Create subscriptions to these stream tables with the following script. Once the subscription is created, the subscribed data will be inserted to the corresponding keyed table with only the latest data retained. It allows for streamlined risk analysis, as you can directly access the latest data from the keyed tables.

subscribeTable(tableName="spotBalanceST", 
                actionName="insertLatestKeyedTable", 
                handler=objByName("spotBalanceKT"), msgAsTable=true)
subscribeTable(tableName="futuresBalanceST", 
                actionName="insertLatestKeyedTable", 
                handler=objByName("futuresBalanceKT"), msgAsTable=true)
subscribeTable(tableName="futuresPositionST", 
                actionName="insertLatestKeyedTable", 
                handler=objByName("futuresPositionKT"), msgAsTable=true)
subscribeTable(tableName="spotPriceST", 
                actionName="insertLatestKeyedTable", 
                handler=objByName("spotPriceKT"), msgAsTable=true)
subscribeTable(tableName="futuresPriceST", 
                actionName="insertLatestKeyedTable", 
                handler=objByName("futuresPriceKT"), msgAsTable=true)

(2) Accessing Exchange Data

We leverage the python-binance library to establish a connection with the Binance exchange and retrieve account info and market data using methods get_account, futures_account_balance, futures_position_information, get_orderbook_tickers, and futures_orderbook_ticker. Then use the DolphinDB Python API to receive data in real-time, writing it directly into DolphinDB stream tables.

(3) Defining Risk Metrics

Having successfully received the exchange data, we move on to the critical phase of risk analysis. Here, we define a key function called computePortfolioRiskIndicator. This function is designed to calculate risk metrics, as outlined in section 5.1.3. The computePortfolioRiskIndicator function operates on a polling mechanism to regularly query the latest data from our exchange feeds. This approach ensures that the most current market information is always available, providing a real-time assessment of the portfolio's risk exposure.

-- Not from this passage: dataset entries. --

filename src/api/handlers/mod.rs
// src/api/handlers/mod.rs
pub mod breach;
pub mod generator;
pub mod system;
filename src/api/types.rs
// src/api/types.rs
use serde::{Deserialize, Serialize};
use utoipa::ToSchema;

use crate::generators::{
    round_bits, CharsetOptions, PassphraseOptions, PronounceableOptions, ReadableOptions,
    SecurityStandard, Strength,
};
use crate::models::{BreachResult, BreachStatus, GeneratedCredential};

pub const LENGTH_RANGE: std::ops::RangeInclusive<usize> = 8..=128;
pub const BULK_COUNT_RANGE: std::ops::RangeInclusive<usize> = 1..=100;
pub const WORD_COUNT_RANGE: std::ops::RangeInclusive<usize> = 2..=8;
pub const PASSPHRASE_LENGTH_RANGE: std::ops::RangeInclusive<usize> = 16..=128;

fn default_true() -> bool { true }
fn default_length() -> usize { 16 }
fn default_count() -> usize { 1 }
fn default_word_count() -> usize { 4 }
fn default_separator() -> String { "-".to_string() }
fn default_passphrase_length() -> usize { 32 }

fn check_range(field: &str, value: usize, range: &std::ops::RangeInclusive<usize>) -> Result<(), String> {
    if range.contains(&value) {
        Ok(())
    } else {
        Err(format!(
            "{} must be between {} and {}",
            field,
            range.start(),
            range.end()
        ))
    }
}

/// Single random-character password (also used for pronounceable passwords)
#[derive(Debug, Clone, Serialize, Deserialize, ToSchema)]
pub struct PasswordRequest {
    /// Password length (8-128)
    #[serde(default = "default_length")]
    pub length: usize,
    /// Include uppercase letters
    #[serde(default = "default_true")]
    pub include_uppercase: bool,
    /// Include lowercase letters
    #[serde(default = "default_true")]
    pub include_lowercase: bool,
    /// Include numbers
    #[serde(default = "default_true")]
    pub include_numbers: bool,
    /// Include symbols
    #[serde(default = "default_true")]
    pub include_symbols: bool,
    /// Exclude ambiguous characters (1, l, 0, O, i, I)
    #[serde(default = "default_true")]
    pub exclude_ambiguous: bool,
    /// Security standard (NIST, OWASP)
    #[serde(default)]
    pub security_standard: SecurityStandard,
    /// Check if the password has been compromised
    #[serde(default)]
    pub check_compromised: bool,
}

impl Default for PasswordRequest {
    fn default() -> Self {
        Self {
            length: default_length(),
            include_uppercase: true,
            include_lowercase: true,
            include_numbers: true,
            include_symbols: true,
            exclude_ambiguous: true,
            security_standard: SecurityStandard::default(),
            check_compromised: false,
        }
    }
}

impl PasswordRequest {
    pub fn validate(&self) -> Result<(), String> {
        check_range("length", self.length, &LENGTH_RANGE)
    }

    pub fn charset_options(&self) -> CharsetOptions {
        CharsetOptions {
            include_lowercase: self.include_lowercase,
            include_uppercase: self.include_uppercase,
            include_numbers: self.include_numbers,
            include_symbols: self.include_symbols,
            exclude_ambiguous: self.exclude_ambiguous,
            security_standard: self.security_standard,
        }
    }

    pub fn pronounceable_options(&self) -> PronounceableOptions {
        PronounceableOptions {
            length: self.length,
            include_uppercase: self.include_uppercase,
            include_numbers: self.include_numbers,
            include_symbols: self.include_symbols,
            exclude_ambiguous: self.exclude_ambiguous,
        }
    }
}

/// Several random-character passwords in one call
#[derive(Debug, Clone, Serialize, Deserialize, ToSchema)]
pub struct BulkPasswordRequest {
    /// Number of passwords to generate (1-100)
    #[serde(default = "default_count")]
    pub count: usize,
    #[serde(flatten)]
    pub password: PasswordRequest,
}

impl BulkPasswordRequest {
    pub fn validate(&self) -> Result<(), String> {
        check_range("count", self.count, &BULK_COUNT_RANGE)?;
        self.password.validate()
    }
}

/// Word based password (correct-horse-battery-staple style)
#[derive(Debug, Clone, Serialize, Deserialize, ToSchema)]
pub struct ReadablePasswordRequest {
    /// Number of words (2-8)
    #[serde(default = "default_word_count")]
    pub word_count: usize,
    /// Word separator
    #[serde(default = "default_separator")]
    pub separator: String,
    /// Append a two digit number
    #[serde(default = "default_true")]
    pub include_numbers: bool,
    /// Capitalize the first letter of each word
    #[serde(default = "default_true")]
    pub capitalize: bool,
    #[serde(default)]
    pub check_compromised: bool,
}

impl ReadablePasswordRequest {
    pub fn validate(&self) -> Result<(), String> {
        check_range("word_count", self.word_count, &WORD_COUNT_RANGE)
    }

    pub fn options(&self) -> ReadableOptions {
        ReadableOptions {
            word_count: self.word_count,
            separator: self.separator.clone(),
            include_numbers: self.include_numbers,
            capitalize: self.capitalize,
        }
    }
}

/// Passphrase for MFA/SSH use
#[derive(Debug, Clone, Serialize, Deserialize, ToSchema)]
pub struct PassphraseRequest {
    /// Passphrase length (16-128)
    #[serde(default = "default_passphrase_length")]
    pub length: usize,
    /// Separate words with spaces instead of hyphens
    #[serde(default = "default_true")]
    pub include_spaces: bool,
    #[serde(default)]
    pub check_compromised: bool,
}

impl PassphraseRequest {
    pub fn validate(&self) -> Result<(), String> {
        check_range("length", self.length, &PASSPHRASE_LENGTH_RANGE)
    }

    pub fn options(&self) -> PassphraseOptions {
        PassphraseOptions {
            length: self.length,
            include_spaces: self.include_spaces,
        }
    }
}

#[derive(Debug, Clone, Serialize, Deserialize, ToSchema)]
pub struct CompromiseCheckRequest {
    /// Password to look up
    #[serde(default)]
    pub password: String,
}

/// Breach fields shared by every generated credential.
///
/// `is_compromised` stays false for an undetermined lookup; `breach_status`
/// (present only when a check was requested) tells "unknown" apart.
#[derive(Debug, Clone, Serialize, Deserialize, ToSchema)]
pub struct CompromiseInfo {
    pub is_compromised: bool,
    pub compromise_count: Option<u64>,
    #[serde(skip_serializing_if = "Option::is_none")]
    pub breach_status: Option<BreachStatus>,
}

impl CompromiseInfo {
    pub fn from_result(result: Option<BreachResult>) -> Self {
        Self {
            is_compromised: result.map(|r| r.is_compromised()).unwrap_or(false),
            compromise_count: result.and_then(|r| r.compromise_count()),
            breach_status: result.map(|r| r.status()),
        }
    }
}

#[derive(Debug, Clone, Serialize, Deserialize, ToSchema)]
pub struct GeneratedPassword {
    pub password: String,
    pub length: usize,
    pub entropy_bits: f64,
    pub strength: Strength,
    #[serde(flatten)]
    pub compromise: CompromiseInfo,
}

impl From<&GeneratedCredential> for GeneratedPassword {
    fn from(credential: &GeneratedCredential) -> Self {
        Self {
            password: credential.value.clone(),
            length: credential.length(),
            entropy_bits: round_bits(credential.entropy_bits),
            strength: credential.strength,
            compromise: CompromiseInfo::from_result(credential.breach),
        }
    }
}

#[derive(Debug, Clone, Serialize, Deserialize, ToSchema)]
pub struct PasswordResponse {
    #[serde(flatten)]
    pub generated: GeneratedPassword,
    pub charset_size: usize,
    pub security_standard: SecurityStandard,
}

#[derive(Debug, Clone, Serialize, Deserialize, ToSchema)]
pub struct BulkPasswordResponse {
    pub passwords: Vec<GeneratedPassword>,
    pub count: usize,
    pub charset_size: usize,
    pub security_standard: SecurityStandard,
}

#[derive(Debug, Clone, Serialize, Deserialize, ToSchema)]
pub struct ReadablePasswordResponse {
    #[serde(flatten)]
    pub generated: GeneratedPassword,
    pub word_count: usize,
    #[serde(rename = "type")]
    pub kind: String,
}

#[derive(Debug, Clone, Serialize, Deserialize, ToSchema)]
pub struct PronounceablePasswordResponse {
    #[serde(flatten)]
    pub generated: GeneratedPassword,
    #[serde(rename = "type")]
    pub kind: String,
}

#[derive(Debug, Clone, Serialize, Deserialize, ToSchema)]
pub struct PassphraseResponse {
    pub passphrase: String,
    pub length: usize,
    pub entropy_bits: f64,
    pub strength: Strength,
    #[serde(flatten)]
    pub compromise: CompromiseInfo,
    #[serde(rename = "type")]
    pub kind: String,
}

impl From<&GeneratedCredential> for PassphraseResponse {
    fn from(credential: &GeneratedCredential) -> Self {
        Self {
            passphrase: credential.value.clone(),
            length: credential.length(),
            entropy_bits: round_bits(credential.entropy_bits),
            strength: credential.strength,
            compromise: CompromiseInfo::from_result(credential.breach),
            kind: "passphrase".to_string(),
        }
    }
}

#[derive(Debug, Clone, Serialize, Deserialize, ToSchema)]
pub struct CompromiseCheckResponse {
    pub is_compromised: bool,
    pub compromise_count: Option<u64>,
    pub breach_status: BreachStatus,
    /// RFC 3339 timestamp of the lookup
    pub checked_at: String,
}

#[derive(Debug, Clone, Serialize, Deserialize, ToSchema)]
pub struct HealthResponse {
    pub status: String,
    pub timestamp: String,
}

#[derive(Debug, Clone, Serialize, Deserialize, ToSchema)]
pub struct ServiceInfoResponse {
    pub message: String,
    pub version: String,
}

#[derive(Debug, Clone, Serialize, Deserialize, ToSchema)]
pub struct ErrorResponse {
    /// Explanation of why the request was rejected
    pub detail: String,
}
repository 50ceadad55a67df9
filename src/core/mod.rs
pub mod config;
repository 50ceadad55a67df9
// src/breach/rate_limiter.rs
use std::collections::VecDeque;
use std::sync::Mutex;
use std::time::{Duration, Instant};

pub const DEFAULT_MAX_REQUESTS: usize = 1;
pub const DEFAULT_WINDOW: Duration = Duration::from_millis(1500);

/// Sliding window gate for outbound breach lookups, shared by every request.
#[derive(Debug)]
pub struct RateLimiter {
    max_requests: usize,
    window: Duration,
    log: Mutex<VecDeque<Instant>>,
}

impl Default for RateLimiter {
    fn default() -> Self {
        Self::new(DEFAULT_MAX_REQUESTS, DEFAULT_WINDOW)
    }
}

impl RateLimiter {
    pub fn new(max_requests: usize, window: Duration) -> Self {
        Self {
            max_requests,
            window,
            log: Mutex::new(VecDeque::with_capacity(max_requests)),
        }
    }

    pub fn window(&self) -> Duration {
        self.window
    }

    pub fn max_requests(&self) -> usize {
        self.max_requests
    }

    pub fn admit(&self) -> bool {
        self.admit_at(Instant::now())
    }

    /// Purge, check, and record under a single lock so two concurrent callers
    /// can never both take the last slot.
    pub fn admit_at(&self, now: Instant) -> bool {
        let mut log = self.log.lock().unwrap_or_else(|poisoned| poisoned.into_inner());

        while let Some(oldest) = log.front() {
            if now.saturating_duration_since(*oldest) >= self.window {
                log.pop_front();
            } else {
                break;
            }
        }

        if log.len() < self.max_requests {
            log.push_back(now);
            true
        } else {
            false
        }
    }
}

#[cfg(test)]
mod tests {
    use super::*;
    use std::sync::{Arc, Barrier};
    use std::thread;

    #[test]
    fn second_call_inside_window_is_denied() {
        let limiter = RateLimiter::default();
        let start = Instant::now();
        assert!(limiter.admit_at(start));
        assert!(!limiter.admit_at(start + Duration::from_secs_f64(1.0)));
    }

    #[test]
    fn second_call_after_window_is_admitted() {
        let limiter = RateLimiter::default();
        let start = Instant::now();
        assert!(limiter.admit_at(start));
        assert!(limiter.admit_at(start + Duration::from_secs_f64(2.0)));
    }

    #[test]
    fn denied_calls_do_not_extend_the_window() {
        let limiter = RateLimiter::default();
        let start = Instant::now();
        assert!(limiter.admit_at(start));
        assert!(!limiter.admit_at(start + Duration::from_millis(1000)));
        assert!(limiter.admit_at(start + Duration::from_millis(1500)));
    }

    #[test]
    fn quota_above_one() {
        let limiter = RateLimiter::new(3, Duration::from_secs(10));
        let start = Instant::now();
        assert!(limiter.admit_at(start));
        assert!(limiter.admit_at(start + Duration::from_secs(1)));
        assert!(limiter.admit_at(start + Duration::from_secs(2)));
        assert!(!limiter.admit_at(start + Duration::from_secs(3)));
        assert!(limiter.admit_at(start + Duration::from_secs(11)));
    }

    #[test]
    fn concurrent_callers_share_one_slot() {
        let limiter = Arc::new(RateLimiter::new(1, Duration::from_secs(60)));
        let barrier = Arc::new(Barrier::new(16));

        let handles: Vec<_> = (0..16)
            .map(|_| {
                let limiter = Arc::clone(&limiter);
                let barrier = Arc::clone(&barrier);
                thread::spawn(move || {
                    barrier.wait();
                    limiter.admit()
                })
            })
            .collect();

        let admitted = handles
            .into_iter()
            .map(|h| h.join().expect("thread panicked"))
            .filter(|admitted| *admitted)
            .count();
        assert_eq!(admitted, 1);
    }
}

The reference script is as follows:

def computePortfolioRiskIndicator(interval){
    do{
        // query spot market data and calculate its free value and locked value
        spotmd = select asset, free, locked, sum(free*midPrice) as freeValue, 
                 sum(locked*midPrice) as lockedValue 
                 from spotBalanceKT 
                 left join spotPriceKT 
                  on spotBalanceKT.asset = left(spotPriceKT.symbol, 
                  strlen(spotPriceKT.symbol)-4) 
                  and spotPriceKT.symbol like '%USDT'
        // calculate risk metrics for spot account
        spotRiskIndicator = select freeValue + free as freeValue, 
        lockedValue + locked as lockedValue,
        freeValue + lockedValue + free + locked as spotTotalValue,
        asset as baseCurrency, free, locked 
        from spotmd where asset = 'USDT'

        // query futures market data and set USDT's midPrice as 1
        fbmd = select asset, balance, crossWalletBalance, 
        crossUnPnl, availableBalance, maxWithdrawAmount, marginAvailable, 
        updateTime, midPrice from futuresBalanceKT 
        left join spotPriceKT on futuresBalanceKT.asset = 
        left(spotPriceKT.symbol, strlen(spotPriceKT.symbol)-4) 
        and spotPriceKT.symbol like '%USDT'
        update fbmd set midPrice = 1 WHERE asset = 'USDT'

        // calculate futures balance
        futuresBalance = select sum(balance*midPrice) as balance, 
                        sum(crossWalletBalance * midPrice) as crossWalletBalance,
                        sum(crossUnPnl * midPrice) as crossUnPnl, 
                        sum(availableBalance * midPrice) as availableBalance,
                        sum(maxWithdrawAmount * midPrice) as maxWithdrawAmount, 
                        last(updateTime) as updateTime
                        from fbmd

        // calculate futures profit
        futuresProfit = select sum(abs(positionAmt*midPrice)) as principleAmt, 
                        sum(positionAmt * (midPrice - breakEvenPrice)) 
                        as liveUnRealizedProfit, 
                        sum(unRealizedProfit) as unRealizedProfit 
                        from futuresPositionKT
                        left join futuresPriceKT on futuresPositionKT.symbol = 
                        futuresPriceKT.symbol
                        where midPrice is not null
        // define the discount ratio for leverage metric
        discountRatio = 0.95
        // calculate risk metrics for futures account
        futuresRiskIndicator = select *, 
                               balance + liveUnRealizedProfit 
                               as futuresNetValue, 
                               principleAmt / (discountRatio*balance) 
                               as futuresLeverageRatio
                               from futuresBalance cross join futuresProfit
        // calculate risk metrics for portfolio
        portfolioRiskIndicator = select *, 
                                 spotTotalValue + futuresNetValue as totalValue, 
                                 (freeValue + principleAmt) 
                                /(spotTotalValue + futuresNetValue) 
                                 as totalLeverageRatio
                                 from spotRiskIndicator cross join futuresRiskIndicator
        // output results to a stream table
        portfolioRiskIndicatorST.append!(portfolioRiskIndicator)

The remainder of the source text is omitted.